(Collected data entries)
= Beginning of Section =
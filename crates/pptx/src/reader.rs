//! Reads a written PPTX back into per-slide text, in slide order.

use deck_core::{Error, Result};
use quick_xml::events::{BytesStart, Event};
use quick_xml::Reader;
use std::io::{Read, Seek};
use zip::ZipArchive;

/// Text content of one slide.
#[derive(Debug, Clone, Default, PartialEq)]
pub struct SlideText {
    /// 1-based position in the deck.
    pub number: usize,
    /// Shape text, top-to-bottom then left-to-right. Paragraphs within a
    /// shape are joined with newlines.
    pub shapes: Vec<String>,
    /// `descr` of every picture on the slide.
    pub picture_descriptions: Vec<String>,
    /// Speaker notes, when the slide has a notes part.
    pub notes: Option<String>,
}

/// Reader for PPTX archives.
pub struct PptxReader;

impl PptxReader {
    pub fn new() -> Self {
        Self
    }

    pub fn read<R: Read + Seek>(&self, reader: R) -> Result<Vec<SlideText>> {
        let mut archive = ZipArchive::new(reader)
            .map_err(|e| Error::ExportFailed(format!("Failed to open ZIP: {}", e)))?;

        let slide_order = self.slide_order(&mut archive)?;
        let mut slides = Vec::with_capacity(slide_order.len());
        for (idx, slide_path) in slide_order.iter().enumerate() {
            let content = read_file_from_archive(&mut archive, slide_path)?;
            let (shapes, picture_descriptions) = extract_shapes(&content)?;

            let notes_path = notes_path_for(&mut archive, slide_path)?;
            let notes = match notes_path {
                Some(path) => {
                    let content = read_file_from_archive(&mut archive, &path)?;
                    let (shapes, _) = extract_shapes(&content)?;
                    Some(shapes.into_iter().map(|s| s.text).collect::<Vec<_>>().join("\n"))
                }
                None => None,
            };

            slides.push(SlideText {
                number: idx + 1,
                shapes: shapes.into_iter().map(|s| s.text).collect(),
                picture_descriptions,
                notes,
            });
        }
        Ok(slides)
    }

    /// Slide part paths ordered by relationship id.
    fn slide_order<R: Read + Seek>(&self, archive: &mut ZipArchive<R>) -> Result<Vec<String>> {
        let rels = read_relationships(archive, "ppt/_rels/presentation.xml.rels")?;
        let mut slides: Vec<(String, Option<usize>)> = rels
            .into_iter()
            .filter(|rel| rel.rel_type.ends_with("/slide"))
            .map(|rel| {
                let order = extract_slide_number(&rel.id).or_else(|| extract_slide_number(&rel.target));
                (resolve_target("ppt", &rel.target), order)
            })
            .collect();

        slides.sort_by(|a, b| match (a.1, b.1) {
            (Some(na), Some(nb)) => na.cmp(&nb),
            (Some(_), None) => std::cmp::Ordering::Less,
            (None, Some(_)) => std::cmp::Ordering::Greater,
            (None, None) => a.0.cmp(&b.0),
        });

        Ok(slides.into_iter().map(|(path, _)| path).collect())
    }
}

impl Default for PptxReader {
    fn default() -> Self {
        Self::new()
    }
}

struct Relationship {
    id: String,
    rel_type: String,
    target: String,
}

#[derive(Debug, Default)]
struct ShapeInfo {
    text: String,
    x: i64,
    y: i64,
}

fn read_relationships<R: Read + Seek>(
    archive: &mut ZipArchive<R>,
    path: &str,
) -> Result<Vec<Relationship>> {
    let content = read_file_from_archive(archive, path)?;
    let mut reader = Reader::from_str(&content);
    reader.trim_text(true);

    let mut rels = Vec::new();
    loop {
        match reader.read_event() {
            Ok(Event::Empty(ref e)) | Ok(Event::Start(ref e))
                if e.name().as_ref() == b"Relationship" =>
            {
                rels.push(Relationship {
                    id: attribute(e, b"Id").unwrap_or_default(),
                    rel_type: attribute(e, b"Type").unwrap_or_default(),
                    target: attribute(e, b"Target").unwrap_or_default(),
                });
            }
            Ok(Event::Eof) => break,
            Err(e) => {
                return Err(Error::ExportFailed(format!(
                    "Error parsing relationships: {}",
                    e
                )));
            }
            _ => {}
        }
    }
    Ok(rels)
}

/// The notes part of a slide, found through the slide's own relationships.
fn notes_path_for<R: Read + Seek>(
    archive: &mut ZipArchive<R>,
    slide_path: &str,
) -> Result<Option<String>> {
    let (dir, file) = slide_path.rsplit_once('/').unwrap_or(("", slide_path));
    let rels_path = format!("{}/_rels/{}.rels", dir, file);
    if archive.by_name(&rels_path).is_err() {
        return Ok(None);
    }
    let rels = read_relationships(archive, &rels_path)?;
    Ok(rels
        .into_iter()
        .find(|rel| rel.rel_type.ends_with("/notesSlide"))
        .map(|rel| resolve_target(dir, &rel.target)))
}

/// Resolve a relationship target against the directory of its source part.
fn resolve_target(base_dir: &str, target: &str) -> String {
    if let Some(absolute) = target.strip_prefix('/') {
        return absolute.to_string();
    }
    let mut parts: Vec<&str> = base_dir.split('/').filter(|p| !p.is_empty()).collect();
    for segment in target.split('/') {
        match segment {
            ".." => {
                parts.pop();
            }
            "." | "" => {}
            other => parts.push(other),
        }
    }
    parts.join("/")
}

fn attribute(e: &BytesStart, key: &[u8]) -> Option<String> {
    e.attributes()
        .flatten()
        .find(|attr| attr.key.as_ref() == key)
        .map(|attr| String::from_utf8_lossy(&attr.value).to_string())
}

fn set_offset(shape: &mut Option<ShapeInfo>, e: &BytesStart) {
    if let Some(shape) = shape {
        if let Some(x) = attribute(e, b"x").and_then(|v| v.parse().ok()) {
            shape.x = x;
        }
        if let Some(y) = attribute(e, b"y").and_then(|v| v.parse().ok()) {
            shape.y = y;
        }
    }
}

/// Text shapes sorted by position, plus picture descriptions.
fn extract_shapes(xml_content: &str) -> Result<(Vec<ShapeInfo>, Vec<String>)> {
    let mut shapes = Vec::new();
    let mut pictures = Vec::new();
    let mut reader = Reader::from_str(xml_content);
    reader.trim_text(true);

    let mut current_shape: Option<ShapeInfo> = None;
    let mut in_picture = false;
    let mut in_text_body = false;
    let mut in_paragraph = false;
    let mut current_text = String::new();

    loop {
        match reader.read_event() {
            Ok(Event::Start(ref e)) => match local_name(e.name().as_ref()) {
                b"sp" => current_shape = Some(ShapeInfo::default()),
                b"pic" => in_picture = true,
                b"txBody" => in_text_body = true,
                b"p" if in_text_body => {
                    in_paragraph = true;
                    if !current_text.is_empty() {
                        current_text.push('\n');
                    }
                }
                _ => {}
            },
            Ok(Event::Empty(ref e)) => match local_name(e.name().as_ref()) {
                b"off" => set_offset(&mut current_shape, e),
                b"cNvPr" if in_picture => {
                    if let Some(descr) = attribute(e, b"descr") {
                        pictures.push(descr);
                    }
                }
                _ => {}
            },
            Ok(Event::Text(ref e)) => {
                if in_paragraph {
                    let text = e.unescape().unwrap_or_default();
                    current_text.push_str(&text);
                }
            }
            Ok(Event::End(ref e)) => match local_name(e.name().as_ref()) {
                b"sp" => {
                    if let Some(mut shape) = current_shape.take() {
                        shape.text = current_text.trim().to_string();
                        if !shape.text.is_empty() {
                            shapes.push(shape);
                        }
                    }
                    current_text.clear();
                    in_text_body = false;
                    in_paragraph = false;
                }
                b"pic" => in_picture = false,
                b"txBody" => in_text_body = false,
                b"p" => in_paragraph = false,
                _ => {}
            },
            Ok(Event::Eof) => break,
            Err(e) => {
                return Err(Error::ExportFailed(format!("Malformed slide XML: {}", e)));
            }
            _ => {}
        }
    }

    shapes.sort_by_key(|shape| (shape.y, shape.x));
    Ok((shapes, pictures))
}

fn read_file_from_archive<R: Read + Seek>(
    archive: &mut ZipArchive<R>,
    path: &str,
) -> Result<String> {
    let mut file = archive.by_name(path).map_err(|e| {
        Error::ExportFailed(format!("File not found in archive '{}': {}", path, e))
    })?;

    let mut content = String::new();
    file.read_to_string(&mut content)
        .map_err(|e| Error::ExportFailed(format!("Failed to read '{}': {}", path, e)))?;

    Ok(content)
}

/// Extract the local name from a potentially namespaced XML element name.
fn local_name(name: &[u8]) -> &[u8] {
    if let Some(pos) = name.iter().position(|&b| b == b':') {
        &name[pos + 1..]
    } else {
        name
    }
}

/// Extract a number from a string like "rId2" or "slide3.xml".
fn extract_slide_number(s: &str) -> Option<usize> {
    let s = s.trim_end_matches(".xml").trim_end_matches(".rels");

    let digits: String = s.chars().rev().take_while(|c| c.is_ascii_digit()).collect();
    if digits.is_empty() {
        return None;
    }
    let digits: String = digits.chars().rev().collect();
    digits.parse().ok()
}

#[cfg(test)]
mod tests {
    use super::*;

    #[test]
    fn test_extract_slide_number() {
        assert_eq!(extract_slide_number("rId1"), Some(1));
        assert_eq!(extract_slide_number("rId12"), Some(12));
        assert_eq!(extract_slide_number("slide123.xml"), Some(123));
        assert_eq!(extract_slide_number("nodigits"), None);
    }

    #[test]
    fn test_local_name() {
        assert_eq!(local_name(b"p:sp"), b"sp");
        assert_eq!(local_name(b"sp"), b"sp");
    }

    #[test]
    fn test_resolve_target() {
        assert_eq!(resolve_target("ppt", "slides/slide1.xml"), "ppt/slides/slide1.xml");
        assert_eq!(
            resolve_target("ppt/slides", "../notesSlides/notesSlide2.xml"),
            "ppt/notesSlides/notesSlide2.xml"
        );
        assert_eq!(resolve_target("ppt", "/docProps/app.xml"), "docProps/app.xml");
    }

    #[test]
    fn test_shapes_sorted_by_position() {
        let xml = r#"<p:sld xmlns:p="p" xmlns:a="a"><p:cSld><p:spTree>
            <p:sp><p:spPr><a:xfrm><a:off x="0" y="500"/></a:xfrm></p:spPr>
              <p:txBody><a:p><a:r><a:t>Lower</a:t></a:r></a:p></p:txBody></p:sp>
            <p:sp><p:spPr><a:xfrm><a:off x="0" y="100"/></a:xfrm></p:spPr>
              <p:txBody><a:p><a:r><a:t>Upper</a:t></a:r></a:p><a:p><a:r><a:t>Line 2</a:t></a:r></a:p></p:txBody></p:sp>
            <p:pic><p:nvPicPr><p:cNvPr id="4" name="Visual" descr="A chart"/></p:nvPicPr></p:pic>
            </p:spTree></p:cSld></p:sld>"#;
        let (shapes, pictures) = extract_shapes(xml).unwrap();
        let texts: Vec<&str> = shapes.iter().map(|s| s.text.as_str()).collect();
        assert_eq!(texts, vec!["Upper\nLine 2", "Lower"]);
        assert_eq!(pictures, vec!["A chart"]);
    }
}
= End of Section =
# [Exercise goal]
Which lines above hold the word "true"? Copy each of them.

# [Solution to this problem]
    reader.trim_text(true);
    reader.trim_text(true);
                b"pic" => in_picture = true,
                b"txBody" => in_text_body = true,
                    in_paragraph = true;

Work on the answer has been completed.